═════ Records for the exercise ═════

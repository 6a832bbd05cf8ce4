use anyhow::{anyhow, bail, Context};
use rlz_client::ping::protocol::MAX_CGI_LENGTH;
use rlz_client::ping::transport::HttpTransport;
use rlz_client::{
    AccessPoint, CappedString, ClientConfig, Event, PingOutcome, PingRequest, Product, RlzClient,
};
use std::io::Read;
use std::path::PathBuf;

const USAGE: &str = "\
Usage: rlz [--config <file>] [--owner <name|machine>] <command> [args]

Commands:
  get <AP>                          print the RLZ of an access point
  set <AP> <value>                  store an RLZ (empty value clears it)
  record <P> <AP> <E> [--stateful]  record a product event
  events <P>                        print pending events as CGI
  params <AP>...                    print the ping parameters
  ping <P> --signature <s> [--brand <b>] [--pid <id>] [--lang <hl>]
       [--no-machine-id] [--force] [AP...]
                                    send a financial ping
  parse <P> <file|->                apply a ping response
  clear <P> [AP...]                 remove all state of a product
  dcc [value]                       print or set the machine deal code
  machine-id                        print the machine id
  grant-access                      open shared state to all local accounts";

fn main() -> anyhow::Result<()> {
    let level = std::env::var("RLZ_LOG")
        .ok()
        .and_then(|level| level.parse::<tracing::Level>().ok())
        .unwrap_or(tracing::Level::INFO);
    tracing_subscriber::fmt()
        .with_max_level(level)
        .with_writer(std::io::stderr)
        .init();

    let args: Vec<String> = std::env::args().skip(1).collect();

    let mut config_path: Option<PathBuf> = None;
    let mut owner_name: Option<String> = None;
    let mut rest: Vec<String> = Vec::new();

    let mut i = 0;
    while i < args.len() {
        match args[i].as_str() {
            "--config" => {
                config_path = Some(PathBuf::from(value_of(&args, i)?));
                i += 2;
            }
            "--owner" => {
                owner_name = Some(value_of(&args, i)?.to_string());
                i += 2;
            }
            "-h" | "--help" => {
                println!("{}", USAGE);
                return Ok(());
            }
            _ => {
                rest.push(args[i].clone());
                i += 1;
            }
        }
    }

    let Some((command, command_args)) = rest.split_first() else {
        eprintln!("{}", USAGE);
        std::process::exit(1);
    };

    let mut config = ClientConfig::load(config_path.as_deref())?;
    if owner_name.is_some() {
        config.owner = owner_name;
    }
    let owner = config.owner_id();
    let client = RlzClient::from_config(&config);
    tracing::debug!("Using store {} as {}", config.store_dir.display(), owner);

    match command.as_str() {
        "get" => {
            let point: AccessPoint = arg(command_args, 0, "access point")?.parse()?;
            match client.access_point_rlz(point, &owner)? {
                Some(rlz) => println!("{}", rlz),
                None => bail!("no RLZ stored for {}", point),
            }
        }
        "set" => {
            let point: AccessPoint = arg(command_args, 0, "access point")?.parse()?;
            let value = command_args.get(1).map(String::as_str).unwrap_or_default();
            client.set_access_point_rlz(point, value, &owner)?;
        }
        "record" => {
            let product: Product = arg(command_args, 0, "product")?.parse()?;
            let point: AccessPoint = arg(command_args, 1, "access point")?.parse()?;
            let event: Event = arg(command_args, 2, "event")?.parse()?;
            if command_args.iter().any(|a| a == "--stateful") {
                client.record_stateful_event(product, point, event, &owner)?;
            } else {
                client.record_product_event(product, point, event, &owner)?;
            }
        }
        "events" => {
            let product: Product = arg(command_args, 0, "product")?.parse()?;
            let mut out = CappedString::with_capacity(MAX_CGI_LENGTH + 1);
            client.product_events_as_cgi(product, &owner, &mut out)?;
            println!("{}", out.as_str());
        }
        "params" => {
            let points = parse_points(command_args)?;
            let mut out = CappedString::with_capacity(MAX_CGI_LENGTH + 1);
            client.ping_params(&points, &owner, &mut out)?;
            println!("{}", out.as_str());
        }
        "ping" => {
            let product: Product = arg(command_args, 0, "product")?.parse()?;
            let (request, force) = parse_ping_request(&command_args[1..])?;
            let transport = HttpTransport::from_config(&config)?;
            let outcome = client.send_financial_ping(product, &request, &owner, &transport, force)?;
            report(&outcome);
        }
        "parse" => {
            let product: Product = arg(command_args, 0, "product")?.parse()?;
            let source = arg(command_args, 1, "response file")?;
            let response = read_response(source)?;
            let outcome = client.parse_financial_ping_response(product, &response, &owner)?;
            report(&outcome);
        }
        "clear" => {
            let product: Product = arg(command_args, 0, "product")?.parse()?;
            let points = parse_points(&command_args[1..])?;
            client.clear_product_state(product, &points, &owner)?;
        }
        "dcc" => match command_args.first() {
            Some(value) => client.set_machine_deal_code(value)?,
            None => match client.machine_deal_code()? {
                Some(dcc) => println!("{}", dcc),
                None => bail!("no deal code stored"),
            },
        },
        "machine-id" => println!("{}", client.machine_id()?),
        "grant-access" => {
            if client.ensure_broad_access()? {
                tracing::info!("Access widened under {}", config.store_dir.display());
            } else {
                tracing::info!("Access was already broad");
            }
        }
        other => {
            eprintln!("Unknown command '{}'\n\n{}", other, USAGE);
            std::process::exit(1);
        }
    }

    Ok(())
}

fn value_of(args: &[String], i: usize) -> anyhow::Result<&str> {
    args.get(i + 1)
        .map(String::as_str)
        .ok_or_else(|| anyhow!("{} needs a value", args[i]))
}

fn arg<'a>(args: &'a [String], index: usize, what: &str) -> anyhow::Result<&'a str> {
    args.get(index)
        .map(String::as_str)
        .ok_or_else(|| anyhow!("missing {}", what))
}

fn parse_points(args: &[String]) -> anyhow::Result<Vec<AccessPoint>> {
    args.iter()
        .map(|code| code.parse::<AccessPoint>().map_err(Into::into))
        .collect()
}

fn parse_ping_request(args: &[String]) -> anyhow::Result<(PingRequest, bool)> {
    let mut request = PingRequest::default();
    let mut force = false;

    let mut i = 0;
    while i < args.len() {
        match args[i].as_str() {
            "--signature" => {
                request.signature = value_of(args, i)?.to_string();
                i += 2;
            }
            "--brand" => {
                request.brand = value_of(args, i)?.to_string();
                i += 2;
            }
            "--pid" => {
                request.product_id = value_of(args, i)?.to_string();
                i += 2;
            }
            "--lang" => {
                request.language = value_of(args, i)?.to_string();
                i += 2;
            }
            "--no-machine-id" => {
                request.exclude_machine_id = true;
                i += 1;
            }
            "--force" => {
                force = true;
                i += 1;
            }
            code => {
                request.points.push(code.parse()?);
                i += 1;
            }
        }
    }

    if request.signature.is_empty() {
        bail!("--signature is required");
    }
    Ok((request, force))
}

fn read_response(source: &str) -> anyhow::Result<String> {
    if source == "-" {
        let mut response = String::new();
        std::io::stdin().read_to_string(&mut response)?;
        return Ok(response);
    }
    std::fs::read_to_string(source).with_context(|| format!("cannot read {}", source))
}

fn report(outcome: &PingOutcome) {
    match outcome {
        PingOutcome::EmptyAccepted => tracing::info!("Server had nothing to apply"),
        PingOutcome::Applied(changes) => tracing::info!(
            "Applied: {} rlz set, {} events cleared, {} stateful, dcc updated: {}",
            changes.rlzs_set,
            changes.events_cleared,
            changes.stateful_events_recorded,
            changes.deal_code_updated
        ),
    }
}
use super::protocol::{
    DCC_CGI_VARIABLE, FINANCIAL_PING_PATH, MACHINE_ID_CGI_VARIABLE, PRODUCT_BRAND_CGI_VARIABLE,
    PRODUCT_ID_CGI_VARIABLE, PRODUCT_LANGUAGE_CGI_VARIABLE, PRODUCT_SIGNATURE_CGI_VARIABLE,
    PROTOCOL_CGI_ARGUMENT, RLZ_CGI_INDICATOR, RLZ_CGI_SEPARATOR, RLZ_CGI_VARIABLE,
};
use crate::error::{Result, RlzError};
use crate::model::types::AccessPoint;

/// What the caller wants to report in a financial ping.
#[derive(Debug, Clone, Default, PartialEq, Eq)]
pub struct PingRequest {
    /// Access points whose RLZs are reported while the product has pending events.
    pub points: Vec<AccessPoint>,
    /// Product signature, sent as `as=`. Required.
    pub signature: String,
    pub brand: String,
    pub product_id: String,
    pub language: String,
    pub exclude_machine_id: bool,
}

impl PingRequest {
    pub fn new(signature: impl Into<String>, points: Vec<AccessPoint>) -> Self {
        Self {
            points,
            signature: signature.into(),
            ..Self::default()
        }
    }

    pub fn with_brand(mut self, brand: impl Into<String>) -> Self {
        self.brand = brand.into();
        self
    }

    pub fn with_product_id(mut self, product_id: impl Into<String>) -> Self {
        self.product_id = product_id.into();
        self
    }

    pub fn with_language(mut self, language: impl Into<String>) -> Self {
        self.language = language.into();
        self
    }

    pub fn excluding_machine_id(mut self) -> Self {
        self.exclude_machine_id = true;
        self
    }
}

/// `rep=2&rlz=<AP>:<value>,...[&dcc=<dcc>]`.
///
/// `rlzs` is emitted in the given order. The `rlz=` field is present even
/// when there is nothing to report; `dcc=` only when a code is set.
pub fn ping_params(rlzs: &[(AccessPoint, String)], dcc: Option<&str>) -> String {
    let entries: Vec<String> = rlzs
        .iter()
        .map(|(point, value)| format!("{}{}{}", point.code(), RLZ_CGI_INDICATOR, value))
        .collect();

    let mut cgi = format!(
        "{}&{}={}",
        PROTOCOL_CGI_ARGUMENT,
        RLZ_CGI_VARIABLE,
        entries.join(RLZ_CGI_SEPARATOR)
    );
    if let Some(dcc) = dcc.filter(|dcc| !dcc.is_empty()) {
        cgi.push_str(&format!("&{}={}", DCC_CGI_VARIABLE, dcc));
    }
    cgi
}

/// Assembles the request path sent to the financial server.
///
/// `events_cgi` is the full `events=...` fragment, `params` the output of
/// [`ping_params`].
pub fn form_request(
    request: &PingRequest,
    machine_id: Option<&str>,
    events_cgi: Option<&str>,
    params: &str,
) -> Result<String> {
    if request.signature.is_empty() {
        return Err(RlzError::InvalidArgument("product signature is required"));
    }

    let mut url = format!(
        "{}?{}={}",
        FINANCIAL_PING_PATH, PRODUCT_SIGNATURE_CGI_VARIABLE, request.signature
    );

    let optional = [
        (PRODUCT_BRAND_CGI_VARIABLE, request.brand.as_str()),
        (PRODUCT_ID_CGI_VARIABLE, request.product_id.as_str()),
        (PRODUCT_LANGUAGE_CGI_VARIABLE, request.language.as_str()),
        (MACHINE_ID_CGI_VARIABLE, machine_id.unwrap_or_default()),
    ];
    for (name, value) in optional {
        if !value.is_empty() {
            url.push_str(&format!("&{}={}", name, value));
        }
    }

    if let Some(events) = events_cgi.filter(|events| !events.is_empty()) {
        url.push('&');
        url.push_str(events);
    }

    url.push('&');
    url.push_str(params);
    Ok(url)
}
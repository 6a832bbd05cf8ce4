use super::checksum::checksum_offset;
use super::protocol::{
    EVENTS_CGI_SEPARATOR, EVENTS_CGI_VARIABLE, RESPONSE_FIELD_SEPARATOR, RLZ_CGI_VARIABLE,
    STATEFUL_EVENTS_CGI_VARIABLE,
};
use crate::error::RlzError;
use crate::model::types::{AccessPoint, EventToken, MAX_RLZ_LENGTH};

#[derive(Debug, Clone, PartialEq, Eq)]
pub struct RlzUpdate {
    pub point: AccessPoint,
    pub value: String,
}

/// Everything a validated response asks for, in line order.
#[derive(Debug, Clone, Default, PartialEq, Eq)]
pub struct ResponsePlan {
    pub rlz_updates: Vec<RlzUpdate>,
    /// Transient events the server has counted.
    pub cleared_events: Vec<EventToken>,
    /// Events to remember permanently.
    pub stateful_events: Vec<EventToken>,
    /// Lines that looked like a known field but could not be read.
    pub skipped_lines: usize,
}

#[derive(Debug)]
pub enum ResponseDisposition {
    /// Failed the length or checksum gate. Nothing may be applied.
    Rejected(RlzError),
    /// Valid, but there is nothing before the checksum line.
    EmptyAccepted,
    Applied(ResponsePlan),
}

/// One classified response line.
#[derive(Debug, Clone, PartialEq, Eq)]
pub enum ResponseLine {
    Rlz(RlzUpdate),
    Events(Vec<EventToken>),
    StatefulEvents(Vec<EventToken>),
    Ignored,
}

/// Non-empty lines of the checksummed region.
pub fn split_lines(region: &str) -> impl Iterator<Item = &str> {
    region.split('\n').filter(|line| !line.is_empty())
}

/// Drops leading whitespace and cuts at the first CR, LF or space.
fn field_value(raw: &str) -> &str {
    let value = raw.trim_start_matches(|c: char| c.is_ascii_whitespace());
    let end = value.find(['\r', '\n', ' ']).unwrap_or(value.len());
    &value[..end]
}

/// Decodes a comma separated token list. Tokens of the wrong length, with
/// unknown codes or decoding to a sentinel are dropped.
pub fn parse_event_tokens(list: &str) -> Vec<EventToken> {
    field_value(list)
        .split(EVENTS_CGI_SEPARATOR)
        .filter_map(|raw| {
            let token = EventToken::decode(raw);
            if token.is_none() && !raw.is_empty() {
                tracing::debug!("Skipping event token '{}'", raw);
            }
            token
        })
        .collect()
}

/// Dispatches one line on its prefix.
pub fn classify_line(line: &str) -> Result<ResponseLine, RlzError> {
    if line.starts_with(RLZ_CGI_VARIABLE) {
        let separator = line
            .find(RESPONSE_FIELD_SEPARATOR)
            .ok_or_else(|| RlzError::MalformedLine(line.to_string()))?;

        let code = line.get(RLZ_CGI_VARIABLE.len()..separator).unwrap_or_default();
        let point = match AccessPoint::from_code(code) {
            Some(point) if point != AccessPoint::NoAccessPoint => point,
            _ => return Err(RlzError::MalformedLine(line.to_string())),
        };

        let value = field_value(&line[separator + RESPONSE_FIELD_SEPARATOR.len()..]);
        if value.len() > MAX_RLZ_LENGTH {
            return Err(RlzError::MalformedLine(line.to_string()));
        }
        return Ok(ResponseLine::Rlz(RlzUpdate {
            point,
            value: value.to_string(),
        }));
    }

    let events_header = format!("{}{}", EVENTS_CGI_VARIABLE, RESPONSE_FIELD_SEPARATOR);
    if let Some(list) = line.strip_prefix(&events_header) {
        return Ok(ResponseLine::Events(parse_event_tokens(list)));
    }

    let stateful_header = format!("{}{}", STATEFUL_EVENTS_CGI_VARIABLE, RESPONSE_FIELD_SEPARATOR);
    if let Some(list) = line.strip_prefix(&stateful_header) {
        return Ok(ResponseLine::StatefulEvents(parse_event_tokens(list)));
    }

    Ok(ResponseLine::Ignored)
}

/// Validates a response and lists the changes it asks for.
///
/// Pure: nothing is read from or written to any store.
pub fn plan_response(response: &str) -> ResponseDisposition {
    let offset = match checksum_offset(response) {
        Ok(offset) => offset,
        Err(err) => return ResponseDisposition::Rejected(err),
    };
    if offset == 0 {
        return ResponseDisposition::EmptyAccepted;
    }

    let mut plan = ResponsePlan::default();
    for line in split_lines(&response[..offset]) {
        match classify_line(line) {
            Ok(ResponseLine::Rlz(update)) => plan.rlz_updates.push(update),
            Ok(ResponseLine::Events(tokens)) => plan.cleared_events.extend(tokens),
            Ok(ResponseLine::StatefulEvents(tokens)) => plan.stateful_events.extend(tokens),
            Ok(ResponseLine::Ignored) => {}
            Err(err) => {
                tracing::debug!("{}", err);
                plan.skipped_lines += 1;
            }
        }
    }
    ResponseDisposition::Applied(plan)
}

═════

Exercise brief:
Please give again only the lines from the start of the material through the line holding "use std::io::Read;", exactly as they are written.

Reply:
repository 6a832bbd05cf8ce4
use anyhow::{anyhow, bail, Context};
use rlz_client::ping::protocol::MAX_CGI_LENGTH;
use rlz_client::ping::transport::HttpTransport;
use rlz_client::{
    AccessPoint, CappedString, ClientConfig, Event, PingOutcome, PingRequest, Product, RlzClient,
};
use std::io::Read;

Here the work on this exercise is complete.